Il Qatar, le Nazioni Unite e l’Unione Europea hanno finalmente raggiunto un accordo per la fornitura di gas da Israele alla centrale elettrica di Gaza. Come logica ed auspicata conseguenza la capacita’ di produzione di energia elettrica nella Striscia aumenterà in maniera progressiva facendo così diminuire i costi. Lo ha reso noto l’emissario del Qatar per le questioni israelo-palestinesi Mohammed al-Amadi. Il progetto prevede la vendita di gas all’Autorita’ nazionale palestinese da parte della compagnia Chevron-Delek e la costruzione di una pipeline fra Israele e Gaza, che iniziera’ in tempi brevi e sara’ completata entro due anni. L’Unione Europea investirà cinque milioni di dollari. Al-Amadi ha anche detto che il suo Paese e’ disposto a continuare a sostenere l’economia di Gaza semprechè nella zona permanga la calma e cessino le ostilità. Anche il ministro israeliano per l’Energia Yuval Steinitz ha confermato l’interesse alla realizzazione dell’accordo.
Israele controlla l’importazione del carburante diesel necessario per far funzionare l’unica centrale elettrica della Striscia, costruita nel 2002. Nel 2000 era stato scoperto un deposito di gas naturale al largo della costa di Gaza, ma l’embargo imposto da Israele ha impedito di utilizzarlo, cosa che ha reso necessario l’acquisto di carburante solo da Israele, che vende anche l’energia elettrica ai palestinesi, tramite l’Israel Electric Corp.
Nel 2006, Israele ha bombardato per la prima volta la centrale elettrica, che ha dovuto chiudere. A quel punto, il governo egiziano – pagato dall’Autorità Palestinese – ha deciso di dare una mano, fornendo l’elettricità ai residenti nell’area di Rafah. La centrale è tornata in funzione nel dicembre del 2007, ma da quel momento è iniziato un ciclo di aperture e chiusure a causa dei regolari bombardamenti, della mancanza di pezzi di ricambio e delle interruzioni nella fornitura di carburante da parte di Israele.

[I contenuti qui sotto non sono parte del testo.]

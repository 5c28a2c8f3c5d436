//! HTTP server for fieldops

pub mod http;

pub use http::{run, AppState};
//! User document schema
//!
//! Stores credentials and profile for trainers, controllers and admins.

use bson::{doc, oid::ObjectId, DateTime, Document};
use mongodb::options::IndexOptions;
use serde::{Deserialize, Serialize};
use serde_json::{json, Value};

use crate::auth::Role;
use crate::db::mongo::{IntoIndexes, MutTimestamps};
use crate::db::schemas::iso;

/// Collection name for users
pub const USER_COLLECTION: &str = "users";

/// User document stored in MongoDB
#[derive(Serialize, Deserialize, Clone, Debug, Default)]
pub struct UserDoc {
    /// MongoDB document ID
    #[serde(skip_serializing_if = "Option::is_none")]
    pub _id: Option<ObjectId>,

    /// Login identifier, stored lowercase
    pub email: String,

    /// Argon2 password hash
    pub password_hash: String,

    #[serde(default)]
    pub role: Role,

    #[serde(default)]
    pub full_name: String,

    #[serde(default)]
    pub phone_number: String,

    /// Controller a trainer reports to
    #[serde(default, skip_serializing_if = "Option::is_none")]
    pub controller_email: Option<String>,

    /// Whether the user account is active
    #[serde(default = "default_true")]
    pub is_active: bool,

    #[serde(skip_serializing_if = "Option::is_none")]
    pub created_at: Option<DateTime>,

    #[serde(skip_serializing_if = "Option::is_none")]
    pub updated_at: Option<DateTime>,
}

fn default_true() -> bool {
    true
}

impl UserDoc {
    /// Create a new user document
    pub fn new(email: &str, password_hash: String, role: Role) -> Self {
        Self {
            _id: None,
            email: email.trim().to_lowercase(),
            password_hash,
            role,
            full_name: String::new(),
            phone_number: String::new(),
            controller_email: None,
            is_active: true,
            created_at: None,
            updated_at: None,
        }
    }

    /// Hex id, empty when not yet stored
    pub fn id_hex(&self) -> String {
        self._id.map(|id| id.to_hex()).unwrap_or_default()
    }

    /// Public profile; never includes the password hash
    pub fn profile_json(&self) -> Value {
        json!({
            "user_id": self.id_hex(),
            "email": self.email,
            "role": self.role,
            "full_name": self.full_name,
            "phone_number": self.phone_number,
            "controller_email": self.controller_email,
            "is_active": self.is_active,
            "created_at": iso(&self.created_at),
        })
    }
}

impl IntoIndexes for UserDoc {
    fn into_indices() -> Vec<(Document, Option<IndexOptions>)> {
        vec![
            (
                doc! { "email": 1 },
                Some(
                    IndexOptions::builder()
                        .unique(true)
                        .name("email_unique".to_string())
                        .build(),
                ),
            ),
            (
                doc! { "controller_email": 1 },
                Some(
                    IndexOptions::builder()
                        .name("controller_email_index".to_string())
                        .build(),
                ),
            ),
        ]
    }
}

impl MutTimestamps for UserDoc {
    fn stamp_created(&mut self, now: DateTime) {
        self.created_at = Some(now);
    }

    fn stamp_updated(&mut self, now: DateTime) {
        self.updated_at = Some(now);
    }
}

#[cfg(test)]
mod tests {
    use super::*;

    #[test]
    fn test_email_normalized() {
        let user = UserDoc::new("  Trainer@Example.COM ", "hash".into(), Role::FieldWorker);
        assert_eq!(user.email, "trainer@example.com");
        assert!(user.is_active);
    }

    #[test]
    fn test_profile_hides_hash() {
        let user = UserDoc::new("a@example.com", "$argon2id$secret".into(), Role::Controller);
        let profile = user.profile_json();
        assert!(profile.get("password_hash").is_none());
        assert_eq!(profile["role"], "controller");
    }
}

Nel 2009 l’Unione Europea ha smesso di finanziare l’acquisto del diesel per la centrale elettrica. Fino ad allora, i fondi europei arrivavano all’Autorità Palestinese, la quale li utilizzava per pagare il carburante importato a Gaza. A quel punto è iniziata una disputa fra Hamas, che governa Gaza, e Fatah, che governa l’AP nella West Bank. Chi doveva pagare il carburante? Hamas – accusa l’Autorità Palestinese – si è rifiutata di fare la sua parte per contribuire ai fondi europei persi. Questa mancanza di collaborazione è in parte dovuta all’opposizione alle tasse imposte dall’AP sugli acquisti di carburante – tasse che l’AP difende, visto che, dice, spende altre risorse per lo sviluppo e il sostegno a Gaza. Inoltre, la centrale elettrica è gestita da un’azienda privata – eredità di Yasser Arafat – e il contratto che ha con l’Autorità Palestinese prevede che quest’ultima paghi 2,5 milioni di dollari al mese a prescindere da quanta elettricità viene prodotta.

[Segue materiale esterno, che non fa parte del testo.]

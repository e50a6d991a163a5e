use xi_rope::delta::DeltaElement;
use xi_rope::{Delta, RopeInfo};

use super::{ChangeSet, ChangedRange};

impl ChangeSet {
    /// Derives the changed ranges described by an xi-rope delta.
    ///
    /// Gaps between `Copy` elements are deletions and `Insert` elements are
    /// insertions; a deletion immediately followed by an insertion fuses into
    /// a single replacement range.
    pub fn from_delta(delta: &Delta<RopeInfo>) -> Self {
        let mut ranges = Vec::new();
        // Position in the old and new document respectively
        let mut a = 0;
        let mut b = 0;
        // Start (in A and B) of an insertion run not yet flushed
        let mut pending: Option<(usize, usize)> = None;

        for el in &delta.els {
            match el {
                DeltaElement::Copy(from, to) => {
                    if *from > a || pending.is_some() {
                        let (from_a, from_b) = pending.take().unwrap_or((a, b));
                        ranges.push(ChangedRange::new(from_a, *from, from_b, b));
                    }
                    b += to - from;
                    a = *to;
                }
                DeltaElement::Insert(inserted) => {
                    pending.get_or_insert((a, b));
                    b += inserted.len();
                }
            }
        }

        if a < delta.base_len || pending.is_some() {
            let (from_a, from_b) = pending.unwrap_or((a, b));
            ranges.push(ChangedRange::new(from_a, delta.base_len, from_b, b));
        }

        Self { ranges }
    }
}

Nel corso degli anni, gli scontri fra Hamas e Fatah sono stati centrali nella crisi energetica. Nel giugno 2017, il presidente dell’Autorità Palestinese, Mahmoud Abbas, e Hussein al-Sheikh, membro del comitato centrale di Fatah e ministro per gli Affari civili, provarono – tramite una forma di punizione collettiva – a fare pressione su Hamas affinché cedesse il controllo della Striscia. Chiesero quindi al governo israeliano di ridurre del 30% l’elettricità fornita a Gaza (la misura è stata poi abbandonata nel gennaio 2018).

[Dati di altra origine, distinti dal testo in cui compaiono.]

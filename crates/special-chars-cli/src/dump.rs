use std::io::Write;
use std::ops::Range;

use anyhow::Result;
use special_chars_engine::render::label;
use special_chars_engine::{Decoration, Replacement, RopeDocument, SpecialCharOptions, SpecialChars};

/// Writes one line per decoration found in `window`.
pub fn dump(
    doc: &RopeDocument,
    options: &SpecialCharOptions,
    window: Range<usize>,
    out: &mut impl Write,
) -> Result<()> {
    let engine = SpecialChars::new(options, doc, window)?;
    for decoration in engine.decorations() {
        writeln!(out, "{}", describe(decoration))?;
    }
    log::debug!("dumped {} decorations", engine.decorations().len());
    Ok(())
}

fn describe(decoration: &Decoration) -> String {
    let range = format!("{}..{}", decoration.from, decoration.to);
    match decoration.replacement {
        Replacement::SpecialChar { ch } => {
            format!("{range}\tspecial\tU+{:04X}\t{}", ch as u32, label(ch))
        }
        Replacement::Tab { width } => format!("{range}\ttab\twidth={width}"),
    }
}

/// Moves `pos` back onto a character boundary of `text`.
pub fn floor_boundary(text: &str, pos: usize) -> usize {
    let mut pos = pos.min(text.len());
    while !text.is_char_boundary(pos) {
        pos -= 1;
    }
    pos
}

Nel novembre 2018, il governo del Qatar ha annunciato una donazione di 60 milioni di dollari per l’acquisto di carburante, che le Nazioni Unite comprano da Israele e poi importano a Gaza, così da far funzionare ulteriori turbine nella centrale elettrica.
Ieri la notizia del nuovo accordo riporta la speranza in territori dove sempre più spesso si utilizza il fuoco per riscaldarsi e le candele a cera per illuminare le abitazioni.